(Dataset excerpts)
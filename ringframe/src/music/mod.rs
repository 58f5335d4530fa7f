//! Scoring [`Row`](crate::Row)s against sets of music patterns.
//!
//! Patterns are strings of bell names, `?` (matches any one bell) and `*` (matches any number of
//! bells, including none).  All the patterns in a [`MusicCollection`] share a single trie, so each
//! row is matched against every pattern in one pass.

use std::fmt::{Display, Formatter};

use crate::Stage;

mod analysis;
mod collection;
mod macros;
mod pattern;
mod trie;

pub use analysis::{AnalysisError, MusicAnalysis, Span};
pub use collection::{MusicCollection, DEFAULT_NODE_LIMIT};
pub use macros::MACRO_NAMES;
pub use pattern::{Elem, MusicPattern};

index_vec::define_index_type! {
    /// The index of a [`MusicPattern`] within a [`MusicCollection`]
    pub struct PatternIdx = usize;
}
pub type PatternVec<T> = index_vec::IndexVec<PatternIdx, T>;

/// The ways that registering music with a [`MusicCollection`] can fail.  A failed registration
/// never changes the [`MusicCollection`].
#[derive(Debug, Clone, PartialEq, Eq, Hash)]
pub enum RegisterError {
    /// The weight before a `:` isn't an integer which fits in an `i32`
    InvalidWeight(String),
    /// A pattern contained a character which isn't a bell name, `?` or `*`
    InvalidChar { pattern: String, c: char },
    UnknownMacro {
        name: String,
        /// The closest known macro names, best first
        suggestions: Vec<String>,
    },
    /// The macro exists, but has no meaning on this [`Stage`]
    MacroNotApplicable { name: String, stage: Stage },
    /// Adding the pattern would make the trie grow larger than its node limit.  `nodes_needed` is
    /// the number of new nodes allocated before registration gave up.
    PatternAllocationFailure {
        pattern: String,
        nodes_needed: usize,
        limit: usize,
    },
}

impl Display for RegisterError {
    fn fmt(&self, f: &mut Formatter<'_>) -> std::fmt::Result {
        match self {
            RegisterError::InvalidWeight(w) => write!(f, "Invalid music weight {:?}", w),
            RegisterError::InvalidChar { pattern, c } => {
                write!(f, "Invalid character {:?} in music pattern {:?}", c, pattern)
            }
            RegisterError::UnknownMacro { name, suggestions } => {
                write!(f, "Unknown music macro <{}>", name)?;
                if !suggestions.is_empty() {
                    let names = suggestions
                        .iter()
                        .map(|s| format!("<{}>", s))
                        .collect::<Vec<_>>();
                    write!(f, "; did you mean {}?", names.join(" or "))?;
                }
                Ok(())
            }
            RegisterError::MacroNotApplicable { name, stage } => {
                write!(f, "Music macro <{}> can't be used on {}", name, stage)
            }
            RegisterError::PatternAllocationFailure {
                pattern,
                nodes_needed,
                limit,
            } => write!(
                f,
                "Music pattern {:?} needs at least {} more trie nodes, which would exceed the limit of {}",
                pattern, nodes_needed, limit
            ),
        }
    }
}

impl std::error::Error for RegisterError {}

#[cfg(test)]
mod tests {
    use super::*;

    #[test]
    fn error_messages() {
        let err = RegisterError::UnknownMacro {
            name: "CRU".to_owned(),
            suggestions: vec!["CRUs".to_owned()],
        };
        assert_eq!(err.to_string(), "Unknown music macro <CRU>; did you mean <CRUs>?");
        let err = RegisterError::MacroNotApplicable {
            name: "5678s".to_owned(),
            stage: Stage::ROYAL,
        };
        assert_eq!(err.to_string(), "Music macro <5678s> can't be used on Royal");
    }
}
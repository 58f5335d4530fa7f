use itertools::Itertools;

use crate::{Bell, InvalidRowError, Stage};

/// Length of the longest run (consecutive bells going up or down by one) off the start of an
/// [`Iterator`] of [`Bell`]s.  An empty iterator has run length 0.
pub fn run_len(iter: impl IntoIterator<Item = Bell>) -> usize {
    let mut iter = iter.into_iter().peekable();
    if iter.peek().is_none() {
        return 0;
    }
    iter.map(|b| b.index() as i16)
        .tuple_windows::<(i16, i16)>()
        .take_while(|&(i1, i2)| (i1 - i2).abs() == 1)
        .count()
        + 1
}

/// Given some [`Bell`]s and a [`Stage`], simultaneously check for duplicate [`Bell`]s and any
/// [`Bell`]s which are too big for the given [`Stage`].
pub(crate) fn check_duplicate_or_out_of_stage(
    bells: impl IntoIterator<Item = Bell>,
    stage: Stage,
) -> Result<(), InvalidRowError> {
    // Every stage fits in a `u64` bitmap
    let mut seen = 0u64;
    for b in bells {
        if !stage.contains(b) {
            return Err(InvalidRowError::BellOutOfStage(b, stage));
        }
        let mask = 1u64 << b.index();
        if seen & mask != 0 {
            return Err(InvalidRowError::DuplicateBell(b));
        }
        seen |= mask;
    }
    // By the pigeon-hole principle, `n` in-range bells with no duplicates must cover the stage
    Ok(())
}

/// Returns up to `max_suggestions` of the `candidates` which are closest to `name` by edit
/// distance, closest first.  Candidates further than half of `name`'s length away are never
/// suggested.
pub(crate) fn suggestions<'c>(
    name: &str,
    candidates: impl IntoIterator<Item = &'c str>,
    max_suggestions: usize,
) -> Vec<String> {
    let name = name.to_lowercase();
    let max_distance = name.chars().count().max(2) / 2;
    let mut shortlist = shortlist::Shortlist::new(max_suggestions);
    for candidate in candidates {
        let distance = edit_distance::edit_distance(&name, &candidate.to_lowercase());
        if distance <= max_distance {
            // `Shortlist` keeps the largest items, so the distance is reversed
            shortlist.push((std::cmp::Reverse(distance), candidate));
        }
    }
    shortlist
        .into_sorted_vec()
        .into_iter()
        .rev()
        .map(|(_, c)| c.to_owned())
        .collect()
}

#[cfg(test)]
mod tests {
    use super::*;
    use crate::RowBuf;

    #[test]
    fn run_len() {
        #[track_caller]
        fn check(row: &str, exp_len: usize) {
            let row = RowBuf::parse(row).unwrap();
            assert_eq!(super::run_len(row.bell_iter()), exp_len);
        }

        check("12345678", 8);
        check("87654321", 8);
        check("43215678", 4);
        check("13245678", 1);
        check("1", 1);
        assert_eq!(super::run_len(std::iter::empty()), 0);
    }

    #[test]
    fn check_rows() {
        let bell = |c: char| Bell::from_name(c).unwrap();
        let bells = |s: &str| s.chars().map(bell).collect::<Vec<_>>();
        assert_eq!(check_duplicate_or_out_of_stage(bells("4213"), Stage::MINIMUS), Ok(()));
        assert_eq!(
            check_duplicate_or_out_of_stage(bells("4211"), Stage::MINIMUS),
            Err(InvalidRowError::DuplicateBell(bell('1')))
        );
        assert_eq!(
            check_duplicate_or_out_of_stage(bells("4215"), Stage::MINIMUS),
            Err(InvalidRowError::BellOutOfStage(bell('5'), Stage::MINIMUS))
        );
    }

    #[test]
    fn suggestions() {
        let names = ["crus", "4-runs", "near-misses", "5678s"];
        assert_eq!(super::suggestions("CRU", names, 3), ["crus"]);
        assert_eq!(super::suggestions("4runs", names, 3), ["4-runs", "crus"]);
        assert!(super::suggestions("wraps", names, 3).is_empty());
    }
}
(End Dataset excerpts)
Activity
Copy the data above in full, exactly as it reads.

Answer to this task
filename ringframe/src/music/mod.rs
repository 58f5335d4530fa7f
//! Scoring [`Row`](crate::Row)s against sets of music patterns.
//!
//! Patterns are strings of bell names, `?` (matches any one bell) and `*` (matches any number of
//! bells, including none).  All the patterns in a [`MusicCollection`] share a single trie, so each
//! row is matched against every pattern in one pass.

use std::fmt::{Display, Formatter};

use crate::Stage;

mod analysis;
mod collection;
mod macros;
mod pattern;
mod trie;

pub use analysis::{AnalysisError, MusicAnalysis, Span};
pub use collection::{MusicCollection, DEFAULT_NODE_LIMIT};
pub use macros::MACRO_NAMES;
pub use pattern::{Elem, MusicPattern};

index_vec::define_index_type! {
    /// The index of a [`MusicPattern`] within a [`MusicCollection`]
    pub struct PatternIdx = usize;
}
pub type PatternVec<T> = index_vec::IndexVec<PatternIdx, T>;

/// The ways that registering music with a [`MusicCollection`] can fail.  A failed registration
/// never changes the [`MusicCollection`].
#[derive(Debug, Clone, PartialEq, Eq, Hash)]
pub enum RegisterError {
    /// The weight before a `:` isn't an integer which fits in an `i32`
    InvalidWeight(String),
    /// A pattern contained a character which isn't a bell name, `?` or `*`
    InvalidChar { pattern: String, c: char },
    UnknownMacro {
        name: String,
        /// The closest known macro names, best first
        suggestions: Vec<String>,
    },
    /// The macro exists, but has no meaning on this [`Stage`]
    MacroNotApplicable { name: String, stage: Stage },
    /// Adding the pattern would make the trie grow larger than its node limit.  `nodes_needed` is
    /// the number of new nodes allocated before registration gave up.
    PatternAllocationFailure {
        pattern: String,
        nodes_needed: usize,
        limit: usize,
    },
}

impl Display for RegisterError {
    fn fmt(&self, f: &mut Formatter<'_>) -> std::fmt::Result {
        match self {
            RegisterError::InvalidWeight(w) => write!(f, "Invalid music weight {:?}", w),
            RegisterError::InvalidChar { pattern, c } => {
                write!(f, "Invalid character {:?} in music pattern {:?}", c, pattern)
            }
            RegisterError::UnknownMacro { name, suggestions } => {
                write!(f, "Unknown music macro <{}>", name)?;
                if !suggestions.is_empty() {
                    let names = suggestions
                        .iter()
                        .map(|s| format!("<{}>", s))
                        .collect::<Vec<_>>();
                    write!(f, "; did you mean {}?", names.join(" or "))?;
                }
                Ok(())
            }
            RegisterError::MacroNotApplicable { name, stage } => {
                write!(f, "Music macro <{}> can't be used on {}", name, stage)
            }
            RegisterError::PatternAllocationFailure {
                pattern,
                nodes_needed,
                limit,
            } => write!(
                f,
                "Music pattern {:?} needs at least {} more trie nodes, which would exceed the limit of {}",
                pattern, nodes_needed, limit
            ),
        }
    }
}

impl std::error::Error for RegisterError {}

#[cfg(test)]
mod tests {
    use super::*;

    #[test]
    fn error_messages() {
        let err = RegisterError::UnknownMacro {
            name: "CRU".to_owned(),
            suggestions: vec!["CRUs".to_owned()],
        };
        assert_eq!(err.to_string(), "Unknown music macro <CRU>; did you mean <CRUs>?");
        let err = RegisterError::MacroNotApplicable {
            name: "5678s".to_owned(),
            stage: Stage::ROYAL,
        };
        assert_eq!(err.to_string(), "Music macro <5678s> can't be used on Royal");
    }
}
repository 58f5335d4530fa7f
use itertools::Itertools;

use crate::{Bell, InvalidRowError, Stage};

/// Length of the longest run (consecutive bells going up or down by one) off the start of an
/// [`Iterator`] of [`Bell`]s.  An empty iterator has run length 0.
pub fn run_len(iter: impl IntoIterator<Item = Bell>) -> usize {
    let mut iter = iter.into_iter().peekable();
    if iter.peek().is_none() {
        return 0;
    }
    iter.map(|b| b.index() as i16)
        .tuple_windows::<(i16, i16)>()
        .take_while(|&(i1, i2)| (i1 - i2).abs() == 1)
        .count()
        + 1
}

/// Given some [`Bell`]s and a [`Stage`], simultaneously check for duplicate [`Bell`]s and any
/// [`Bell`]s which are too big for the given [`Stage`].
pub(crate) fn check_duplicate_or_out_of_stage(
    bells: impl IntoIterator<Item = Bell>,
    stage: Stage,
) -> Result<(), InvalidRowError> {
    // Every stage fits in a `u64` bitmap
    let mut seen = 0u64;
    for b in bells {
        if !stage.contains(b) {
            return Err(InvalidRowError::BellOutOfStage(b, stage));
        }
        let mask = 1u64 << b.index();
        if seen & mask != 0 {
            return Err(InvalidRowError::DuplicateBell(b));
        }
        seen |= mask;
    }
    // By the pigeon-hole principle, `n` in-range bells with no duplicates must cover the stage
    Ok(())
}

/// Returns up to `max_suggestions` of the `candidates` which are closest to `name` by edit
/// distance, closest first.  Candidates further than half of `name`'s length away are never
/// suggested.
pub(crate) fn suggestions<'c>(
    name: &str,
    candidates: impl IntoIterator<Item = &'c str>,
    max_suggestions: usize,
) -> Vec<String> {
    let name = name.to_lowercase();
    let max_distance = name.chars().count().max(2) / 2;
    let mut shortlist = shortlist::Shortlist::new(max_suggestions);
    for candidate in candidates {
        let distance = edit_distance::edit_distance(&name, &candidate.to_lowercase());
        if distance <= max_distance {
            // `Shortlist` keeps the largest items, so the distance is reversed
            shortlist.push((std::cmp::Reverse(distance), candidate));
        }
    }
    shortlist
        .into_sorted_vec()
        .into_iter()
        .rev()
        .map(|(_, c)| c.to_owned())
        .collect()
}

#[cfg(test)]
mod tests {
    use super::*;
    use crate::RowBuf;

    #[test]
    fn run_len() {
        #[track_caller]
        fn check(row: &str, exp_len: usize) {
            let row = RowBuf::parse(row).unwrap();
            assert_eq!(super::run_len(row.bell_iter()), exp_len);
        }

        check("12345678", 8);
        check("87654321", 8);
        check("43215678", 4);
        check("13245678", 1);
        check("1", 1);
        assert_eq!(super::run_len(std::iter::empty()), 0);
    }

    #[test]
    fn check_rows() {
        let bell = |c: char| Bell::from_name(c).unwrap();
        let bells = |s: &str| s.chars().map(bell).collect::<Vec<_>>();
        assert_eq!(check_duplicate_or_out_of_stage(bells("4213"), Stage::MINIMUS), Ok(()));
        assert_eq!(
            check_duplicate_or_out_of_stage(bells("4211"), Stage::MINIMUS),
            Err(InvalidRowError::DuplicateBell(bell('1')))
        );
        assert_eq!(
            check_duplicate_or_out_of_stage(bells("4215"), Stage::MINIMUS),
            Err(InvalidRowError::BellOutOfStage(bell('5'), Stage::MINIMUS))
        );
    }

    #[test]
    fn suggestions() {
        let names = ["crus", "4-runs", "near-misses", "5678s"];
        assert_eq!(super::suggestions("CRU", names, 3), ["crus"]);
        assert_eq!(super::suggestions("4runs", names, 3), ["4-runs", "crus"]);
        assert!(super::suggestions("wraps", names, 3).is_empty());
    }
}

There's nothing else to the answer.